### Provided material
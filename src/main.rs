//! tombot's entry point.

use tombot::{
    cli::{get_args, run},
    error::default_error_handler,
    logger::init_logger,
};

fn main() {
    let args = get_args();

    init_logger(args.verbose);

    if let Err(err) = run(args) {
        default_error_handler(err);
    }
}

### What you need to do
Every single line of the data above must be set down again exactly.

### Response area
filename src/main.rs
//! tombot's entry point.

use tombot::{
    cli::{get_args, run},
    error::default_error_handler,
    logger::init_logger,
};

fn main() {
    let args = get_args();

    init_logger(args.verbose);

    if let Err(err) = run(args) {
        default_error_handler(err);
    }
}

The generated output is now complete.